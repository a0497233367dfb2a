//! Outbox relay configuration

use serde::Deserialize;
use std::time::Duration;

use crate::adapters::events::OutboxRelayConfig;

use super::error::ValidationError;

/// Ten years.
pub const MAX_RETENTION_HOURS: u64 = 24 * 365 * 10;

/// Relay polling, leasing and retention settings
#[derive(Debug, Clone, Deserialize)]
pub struct RelayConfig {
    #[serde(default = "default_poll_interval")]
    pub poll_interval_ms: u64,

    #[serde(default = "default_batch_size")]
    pub batch_size: u32,

    /// How long a claimed row is hidden from other relays
    #[serde(default = "default_claim_lease")]
    pub claim_lease_secs: u64,

    #[serde(default = "default_schema_max_attempts")]
    pub schema_max_attempts: u32,

    #[serde(default = "default_schema_retry_delay")]
    pub schema_retry_delay_ms: u64,

    /// Processed rows older than this are deleted
    #[serde(default = "default_retention_hours")]
    pub retention_hours: u64,

    #[serde(default = "default_cleanup_interval")]
    pub cleanup_interval_secs: u64,
}

impl RelayConfig {
    pub fn poll_interval(&self) -> Duration {
        Duration::from_millis(self.poll_interval_ms)
    }

    pub fn claim_lease(&self) -> Duration {
        Duration::from_secs(self.claim_lease_secs)
    }

    /// Settings for one relay instance.
    pub fn relay_config(&self) -> OutboxRelayConfig {
        OutboxRelayConfig::default()
            .with_poll_interval(self.poll_interval())
            .with_batch_size(self.batch_size)
            .with_claim_lease(self.claim_lease())
            .with_schema_retries(
                self.schema_max_attempts,
                Duration::from_millis(self.schema_retry_delay_ms),
            )
            .with_retention(
                Duration::from_secs(self.retention_hours.saturating_mul(3600)),
                Duration::from_secs(self.cleanup_interval_secs),
            )
    }

    pub fn validate(&self) -> Result<(), ValidationError> {
        if self.poll_interval_ms == 0 {
            return Err(ValidationError::MustBePositive("relay.poll_interval_ms"));
        }
        if self.batch_size == 0 {
            return Err(ValidationError::MustBePositive("relay.batch_size"));
        }
        if self.schema_max_attempts == 0 {
            return Err(ValidationError::MustBePositive("relay.schema_max_attempts"));
        }
        if self.cleanup_interval_secs == 0 {
            return Err(ValidationError::MustBePositive("relay.cleanup_interval_secs"));
        }
        if self.retention_hours > MAX_RETENTION_HOURS {
            return Err(ValidationError::TooLarge {
                field: "relay.retention_hours",
                max: MAX_RETENTION_HOURS,
            });
        }
        if self.claim_lease() <= self.poll_interval() {
            return Err(ValidationError::LeaseShorterThanPoll);
        }
        Ok(())
    }
}

impl Default for RelayConfig {
    fn default() -> Self {
        Self {
            poll_interval_ms: default_poll_interval(),
            batch_size: default_batch_size(),
            claim_lease_secs: default_claim_lease(),
            schema_max_attempts: default_schema_max_attempts(),
            schema_retry_delay_ms: default_schema_retry_delay(),
            retention_hours: default_retention_hours(),
            cleanup_interval_secs: default_cleanup_interval(),
        }
    }
}

fn default_poll_interval() -> u64 {
    1000
}

fn default_batch_size() -> u32 {
    100
}

fn default_claim_lease() -> u64 {
    30
}

fn default_schema_max_attempts() -> u32 {
    10
}

fn default_schema_retry_delay() -> u64 {
    2000
}

fn default_retention_hours() -> u64 {
    72
}

fn default_cleanup_interval() -> u64 {
    3600
}
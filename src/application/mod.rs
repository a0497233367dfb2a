//! Application layer - Commands, event handlers and the relay-time mapper.
//!
//! Command handlers persist aggregate state together with outbox rows.
//! Event handlers consume integration events from the broker and are safe to
//! run more than once per event.

pub mod handlers;
mod integration_mapper;

pub use handlers::{
    // Journey commands
    CreateJourneyCommand, CreateJourneyHandler, CreateJourneyResult,
    DeleteJourneyCommand, DeleteJourneyHandler,
    FavoriteJourneyHandler, ShareJourneyCommand, ShareJourneyHandler,
    UpdateJourneyCommand, UpdateJourneyHandler, UpdateJourneyResult,
    // User commands
    ChangeUserStatusCommand, ChangeUserStatusHandler,
    // Consumers
    DailyGoalWatcher, FanoutReport, MonthlyDistanceProjector, NotificationFanout,
};
pub use integration_mapper::RelationshipIntegrationMapper;
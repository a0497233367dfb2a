//! UserAccountRepository port - Persistence for account status.

use async_trait::async_trait;

use crate::domain::foundation::{DomainError, UserId};
use crate::domain::outbox::OutboxEvent;
use crate::domain::user::UserAccount;

/// Same atomicity contract as `JourneyRepository`: state and outbox rows
/// are written together or not at all.
#[async_trait]
pub trait UserAccountRepository: Send + Sync {
    async fn save(&self, account: &UserAccount, events: &[OutboxEvent]) -> Result<(), DomainError>;

    async fn find_by_id(&self, id: &UserId) -> Result<Option<UserAccount>, DomainError>;
}
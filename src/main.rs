//! journey-sync entry point.
//!
//! Runs one outbox relay per outbox table and the Redis Streams consumer
//! until Ctrl-C.

use std::error::Error;
use std::sync::Arc;

use tokio::sync::watch;
use tokio::task::JoinSet;
use tokio::time::{self, MissedTickBehavior};

use journey_sync::adapters::events::{IdempotentHandler, OutboxRelay};
use journey_sync::adapters::notification::{RegistryPushNotifier, TracingFallbackNotifier};
use journey_sync::adapters::postgres::{
    connect_pool, OutboxTable, PostgresDailyRewardRepository, PostgresMonthlyDistanceRepository,
    PostgresOutboxStore, PostgresProcessedEventStore, PostgresRelationshipRepository, MIGRATOR,
};
use journey_sync::adapters::redis::{RedisConnectionRegistry, RedisServerMessenger, RedisStreamBus};
use journey_sync::application::{
    DailyGoalWatcher, MonthlyDistanceProjector, NotificationFanout, RelationshipIntegrationMapper,
};
use journey_sync::config::AppConfig;
use journey_sync::domain::foundation::Timestamp;
use journey_sync::domain::integration::event_types;
use journey_sync::ports::{EventSubscriber, ProcessedEventStore};
use journey_sync::telemetry;

#[tokio::main]
async fn main() -> Result<(), Box<dyn Error>> {
    let config = AppConfig::load_validated()?;
    telemetry::init(&config.telemetry)?;

    tracing::info!(
        consumer_group = %config.redis.consumer_group,
        consumer = %config.redis.consumer_name,
        "Starting journey-sync"
    );

    // Database
    let pool = connect_pool(&config.database).await?;
    if config.database.run_migrations {
        MIGRATOR.run(&pool).await?;
        tracing::info!("Database migrations applied");
    }

    // Broker
    let client = redis::Client::open(config.redis.url.as_str())?;
    let bus = Arc::new(RedisStreamBus::connect(client.clone(), config.redis.stream_config()).await?);
    let registry_conn = client.get_multiplexed_tokio_connection().await?;
    let registry_prefix = format!("{}conn:", config.redis.stream_prefix);

    // Consumers
    let processed_events = Arc::new(PostgresProcessedEventStore::new(pool.clone()));

    let projector = Arc::new(MonthlyDistanceProjector::new(Arc::new(
        PostgresMonthlyDistanceRepository::new(pool.clone()),
    )));
    bus.subscribe_all(
        &[
            event_types::JOURNEY_CREATED,
            event_types::JOURNEY_UPDATED,
            event_types::JOURNEY_DELETED,
        ],
        projector,
    );

    let watcher = Arc::new(DailyGoalWatcher::new(
        Arc::new(PostgresDailyRewardRepository::new(pool.clone())),
        config.reward.daily_goal()?,
    ));
    bus.subscribe(event_types::JOURNEY_CREATED, watcher);

    let push = RegistryPushNotifier::new(
        Arc::new(RedisConnectionRegistry::new(
            registry_conn.clone(),
            registry_prefix.clone(),
            config.redis.connection_ttl(),
        )),
        Arc::new(RedisServerMessenger::new(registry_conn, registry_prefix)),
    );
    let fanout = IdempotentHandler::new(
        NotificationFanout::new(Arc::new(push), Arc::new(TracingFallbackNotifier::new())),
        processed_events.clone(),
    );
    bus.subscribe_all(
        &[event_types::JOURNEY_UPDATED, event_types::JOURNEY_DELETED],
        Arc::new(fanout),
    );

    // Background tasks
    let (shutdown_tx, shutdown_rx) = watch::channel(false);
    let mut tasks = JoinSet::new();

    let mapper = Arc::new(RelationshipIntegrationMapper::new(Arc::new(
        PostgresRelationshipRepository::new(pool.clone()),
    )));
    for table in [OutboxTable::Journey, OutboxTable::User, OutboxTable::Reward] {
        let relay = OutboxRelay::with_config(
            table.table_name(),
            Arc::new(PostgresOutboxStore::new(pool.clone(), table)),
            mapper.clone(),
            bus.clone(),
            config.relay.relay_config(),
        );
        let shutdown = shutdown_rx.clone();
        tasks.spawn(async move {
            if let Err(e) = relay.run(shutdown).await {
                tracing::error!(relay = relay.name(), error = %e, "Outbox relay stopped");
            }
        });
    }

    let consumer = bus.clone();
    let shutdown = shutdown_rx.clone();
    tasks.spawn(async move {
        if let Err(e) = consumer.run_consumer(shutdown).await {
            tracing::error!(error = %e, "Stream consumer stopped");
        }
    });

    let retention_hours = config.relay.retention_hours as i64;
    let mut prune = time::interval(config.relay.relay_config().cleanup_interval);
    prune.set_missed_tick_behavior(MissedTickBehavior::Delay);
    let mut shutdown = shutdown_rx;
    tasks.spawn(async move {
        loop {
            tokio::select! {
                _ = shutdown.changed() => return,
                _ = prune.tick() => {
                    let cutoff = Timestamp::now().minus_hours(retention_hours);
                    match processed_events.delete_before(cutoff).await {
                        Ok(0) => {}
                        Ok(deleted) => tracing::debug!(deleted, "Pruned processed event records"),
                        Err(e) => tracing::warn!(error = %e, "Failed to prune processed event records"),
                    }
                }
            }
        }
    });

    tokio::select! {
        _ = tokio::signal::ctrl_c() => tracing::info!("Shutdown requested"),
        _ = tasks.join_next() => tracing::warn!("A background task exited, shutting down"),
    }

    shutdown_tx.send(true).ok();
    while tasks.join_next().await.is_some() {}
    pool.close().await;

    tracing::info!("journey-sync stopped");
    Ok(())
}
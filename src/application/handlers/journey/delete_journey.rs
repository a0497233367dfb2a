//! DeleteJourneyHandler - Removes a journey and records what was removed.

use std::sync::Arc;

use crate::domain::foundation::{DomainError, JourneyId, Timestamp, UserId};
use crate::domain::outbox::OutboxEvent;
use crate::ports::JourneyRepository;

use super::load_journey;

#[derive(Debug, Clone)]
pub struct DeleteJourneyCommand {
    pub journey_id: JourneyId,
    pub acting_user: UserId,
}

pub struct DeleteJourneyHandler {
    repository: Arc<dyn JourneyRepository>,
}

impl DeleteJourneyHandler {
    pub fn new(repository: Arc<dyn JourneyRepository>) -> Self {
        Self { repository }
    }

    pub async fn handle(&self, cmd: DeleteJourneyCommand) -> Result<(), DomainError> {
        let journey = load_journey(self.repository.as_ref(), &cmd.journey_id).await?;
        let events: Vec<OutboxEvent> = journey
            .delete(&cmd.acting_user, Timestamp::now())?
            .into_iter()
            .map(OutboxEvent::from)
            .collect();

        self.repository.delete(&journey, &events).await?;

        tracing::debug!(journey_id = %cmd.journey_id, "Journey deleted");
        Ok(())
    }
}
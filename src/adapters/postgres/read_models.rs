//! PostgreSQL read-model stores.
//!
//! Both stores insert their dedup key first, inside the transaction that
//! changes the row. A concurrent duplicate blocks on the key's unique index
//! and then sees zero rows inserted.

use async_trait::async_trait;
use chrono::{DateTime, NaiveDate, Utc};
use sqlx::postgres::PgRow;
use sqlx::{PgPool, Row};

use crate::domain::foundation::{DistanceKm, DomainError, MonthPeriod, Timestamp, UserId};
use crate::domain::outbox::OutboxEvent;
use crate::domain::reward::{DailyGoal, DailyRewardProgress};
use crate::domain::statistics::{AdjustmentOutcome, MonthlyAdjustment, MonthlyDistance, OnMissing};
use crate::ports::{
    ContributionOutcome, DailyRewardRepository, MonthlyDistanceRepository, OutboxRecord,
    RewardContribution,
};

use super::db_error;
use super::outbox::{insert_records, OutboxTable};

#[derive(Clone)]
pub struct PostgresMonthlyDistanceRepository {
    pool: PgPool,
}

impl PostgresMonthlyDistanceRepository {
    pub fn new(pool: PgPool) -> Self {
        Self { pool }
    }
}

#[async_trait]
impl MonthlyDistanceRepository for PostgresMonthlyDistanceRepository {
    async fn apply(
        &self,
        adjustment: &MonthlyAdjustment,
        now: Timestamp,
    ) -> Result<AdjustmentOutcome, DomainError> {
        let period = adjustment.period;
        let mut tx = self.pool.begin().await.map_err(db_error("begin transaction"))?;

        let fresh = sqlx::query(
            r#"
            INSERT INTO monthly_distance_adjustments (event_id, leg, applied_at)
            VALUES ($1, $2, $3)
            ON CONFLICT (event_id, leg) DO NOTHING
            "#,
        )
        .bind(adjustment.key.event_id.as_uuid())
        .bind(adjustment.key.leg.as_str())
        .bind(now.as_datetime())
        .execute(&mut *tx)
        .await
        .map_err(db_error("record adjustment"))?
        .rows_affected()
            > 0;

        if !fresh {
            return Ok(AdjustmentOutcome::Duplicate);
        }

        if let OnMissing::CreateWith(total) = adjustment.on_missing {
            let created = sqlx::query(
                r#"
                INSERT INTO monthly_distances (user_id, year, month, total_hundredths, updated_at)
                VALUES ($1, $2, $3, $4, $5)
                ON CONFLICT (user_id, year, month) DO NOTHING
                "#,
            )
            .bind(adjustment.user_id.as_str())
            .bind(period.year())
            .bind(period.month() as i32)
            .bind(total.hundredths())
            .bind(now.as_datetime())
            .execute(&mut *tx)
            .await
            .map_err(db_error("create monthly distance"))?
            .rows_affected()
                > 0;

            if created {
                tx.commit().await.map_err(db_error("commit adjustment"))?;
                return Ok(AdjustmentOutcome::Applied {
                    total,
                    clamped: false,
                });
            }
        }

        let current: Option<i64> = sqlx::query_scalar(
            r#"
            SELECT total_hundredths FROM monthly_distances
            WHERE user_id = $1 AND year = $2 AND month = $3
            FOR UPDATE
            "#,
        )
        .bind(adjustment.user_id.as_str())
        .bind(period.year())
        .bind(period.month() as i32)
        .fetch_optional(&mut *tx)
        .await
        .map_err(db_error("lock monthly distance"))?;

        let Some(current) = current else {
            // The ledger entry stays so a redelivery is still a duplicate.
            tx.commit().await.map_err(db_error("commit adjustment"))?;
            return Ok(AdjustmentOutcome::SkippedMissing);
        };

        let mut row = MonthlyDistance::new(
            adjustment.user_id.clone(),
            period,
            DistanceKm::from_hundredths(current)?,
            now,
        );
        let clamped = row.apply(adjustment.delta, now);

        sqlx::query(
            r#"
            UPDATE monthly_distances SET total_hundredths = $4, updated_at = $5
            WHERE user_id = $1 AND year = $2 AND month = $3
            "#,
        )
        .bind(adjustment.user_id.as_str())
        .bind(period.year())
        .bind(period.month() as i32)
        .bind(row.total.hundredths())
        .bind(now.as_datetime())
        .execute(&mut *tx)
        .await
        .map_err(db_error("update monthly distance"))?;

        tx.commit().await.map_err(db_error("commit adjustment"))?;
        Ok(AdjustmentOutcome::Applied {
            total: row.total,
            clamped,
        })
    }

    async fn find(
        &self,
        user_id: &UserId,
        period: MonthPeriod,
    ) -> Result<Option<MonthlyDistance>, DomainError> {
        let row = sqlx::query(
            r#"
            SELECT user_id, year, month, total_hundredths, updated_at
            FROM monthly_distances
            WHERE user_id = $1 AND year = $2 AND month = $3
            "#,
        )
        .bind(user_id.as_str())
        .bind(period.year())
        .bind(period.month() as i32)
        .fetch_optional(&self.pool)
        .await
        .map_err(db_error("fetch monthly distance"))?;

        row.map(row_to_monthly).transpose()
    }

    async fn list_for_user(&self, user_id: &UserId) -> Result<Vec<MonthlyDistance>, DomainError> {
        let rows = sqlx::query(
            r#"
            SELECT user_id, year, month, total_hundredths, updated_at
            FROM monthly_distances
            WHERE user_id = $1
            ORDER BY year, month
            "#,
        )
        .bind(user_id.as_str())
        .fetch_all(&self.pool)
        .await
        .map_err(db_error("list monthly distances"))?;

        rows.into_iter().map(row_to_monthly).collect()
    }
}

fn row_to_monthly(row: PgRow) -> Result<MonthlyDistance, DomainError> {
    let map_err = |e: sqlx::Error| DomainError::database("read monthly distance row", e);

    let user_id: String = row.try_get("user_id").map_err(map_err)?;
    let year: i32 = row.try_get("year").map_err(map_err)?;
    let month: i32 = row.try_get("month").map_err(map_err)?;
    let total: i64 = row.try_get("total_hundredths").map_err(map_err)?;
    let updated_at: DateTime<Utc> = row.try_get("updated_at").map_err(map_err)?;

    Ok(MonthlyDistance::new(
        UserId::new(user_id)?,
        MonthPeriod::new(year, month.max(0) as u32)?,
        DistanceKm::from_hundredths(total)?,
        Timestamp::from_datetime(updated_at),
    ))
}

/// Daily progress plus the reward outbox, written together.
#[derive(Clone)]
pub struct PostgresDailyRewardRepository {
    pool: PgPool,
}

impl PostgresDailyRewardRepository {
    pub fn new(pool: PgPool) -> Self {
        Self { pool }
    }
}

#[async_trait]
impl DailyRewardRepository for PostgresDailyRewardRepository {
    async fn apply_contribution(
        &self,
        contribution: &RewardContribution,
        goal: &DailyGoal,
        now: Timestamp,
    ) -> Result<ContributionOutcome, DomainError> {
        let mut tx = self.pool.begin().await.map_err(db_error("begin transaction"))?;

        let fresh = sqlx::query(
            r#"
            INSERT INTO daily_reward_contributions (source_event_id, user_id, day, credited_at)
            VALUES ($1, $2, $3, $4)
            ON CONFLICT (source_event_id) DO NOTHING
            "#,
        )
        .bind(contribution.source_event_id.as_uuid())
        .bind(contribution.user_id.as_str())
        .bind(contribution.date)
        .bind(now.as_datetime())
        .execute(&mut *tx)
        .await
        .map_err(db_error("record contribution"))?
        .rows_affected()
            > 0;

        if !fresh {
            return Ok(ContributionOutcome::Duplicate);
        }

        sqlx::query(
            r#"
            INSERT INTO daily_reward_progress (user_id, day, total_hundredths, points, updated_at)
            VALUES ($1, $2, 0, 0, $3)
            ON CONFLICT (user_id, day) DO NOTHING
            "#,
        )
        .bind(contribution.user_id.as_str())
        .bind(contribution.date)
        .bind(now.as_datetime())
        .execute(&mut *tx)
        .await
        .map_err(db_error("create daily progress"))?;

        let row = sqlx::query(
            r#"
            SELECT user_id, day, total_hundredths, points, goal_achieved_at, updated_at
            FROM daily_reward_progress
            WHERE user_id = $1 AND day = $2
            FOR UPDATE
            "#,
        )
        .bind(contribution.user_id.as_str())
        .bind(contribution.date)
        .fetch_one(&mut *tx)
        .await
        .map_err(db_error("lock daily progress"))?;

        let current = row_to_progress(row)?;
        let (progress, achieved) = current.add_contribution(
            contribution.distance,
            goal,
            contribution.source_event_id,
            now,
        );

        sqlx::query(
            r#"
            UPDATE daily_reward_progress
            SET total_hundredths = $3, points = $4, goal_achieved_at = $5, updated_at = $6
            WHERE user_id = $1 AND day = $2
            "#,
        )
        .bind(contribution.user_id.as_str())
        .bind(contribution.date)
        .bind(progress.total_distance().hundredths())
        .bind(progress.points() as i32)
        .bind(progress.goal_achieved_at().map(|t| *t.as_datetime()))
        .bind(progress.updated_at().as_datetime())
        .execute(&mut *tx)
        .await
        .map_err(db_error("update daily progress"))?;

        if let Some(event) = &achieved {
            let record = OutboxRecord::from_event(&OutboxEvent::from(event.clone()))?;
            insert_records(&mut *tx, OutboxTable::Reward, &[record]).await?;
        }

        tx.commit().await.map_err(db_error("commit contribution"))?;
        Ok(ContributionOutcome::Applied { progress, achieved })
    }

    async fn find(
        &self,
        user_id: &UserId,
        date: NaiveDate,
    ) -> Result<Option<DailyRewardProgress>, DomainError> {
        let row = sqlx::query(
            r#"
            SELECT user_id, day, total_hundredths, points, goal_achieved_at, updated_at
            FROM daily_reward_progress
            WHERE user_id = $1 AND day = $2
            "#,
        )
        .bind(user_id.as_str())
        .bind(date)
        .fetch_optional(&self.pool)
        .await
        .map_err(db_error("fetch daily progress"))?;

        row.map(row_to_progress).transpose()
    }
}

fn row_to_progress(row: PgRow) -> Result<DailyRewardProgress, DomainError> {
    let map_err = |e: sqlx::Error| DomainError::database("read daily progress row", e);

    let user_id: String = row.try_get("user_id").map_err(map_err)?;
    let day: NaiveDate = row.try_get("day").map_err(map_err)?;
    let total: i64 = row.try_get("total_hundredths").map_err(map_err)?;
    let points: i32 = row.try_get("points").map_err(map_err)?;
    let goal_achieved_at: Option<DateTime<Utc>> = row.try_get("goal_achieved_at").map_err(map_err)?;
    let updated_at: DateTime<Utc> = row.try_get("updated_at").map_err(map_err)?;

    Ok(DailyRewardProgress::reconstitute(
        UserId::new(user_id)?,
        day,
        DistanceKm::from_hundredths(total)?,
        points.max(0) as u32,
        goal_achieved_at.map(Timestamp::from_datetime),
        Timestamp::from_datetime(updated_at),
    ))
}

____________________

Report the number of lines in the entries above that include the string "PostgresRelationshipRepository". Give nothing but the number.

• _Response_
2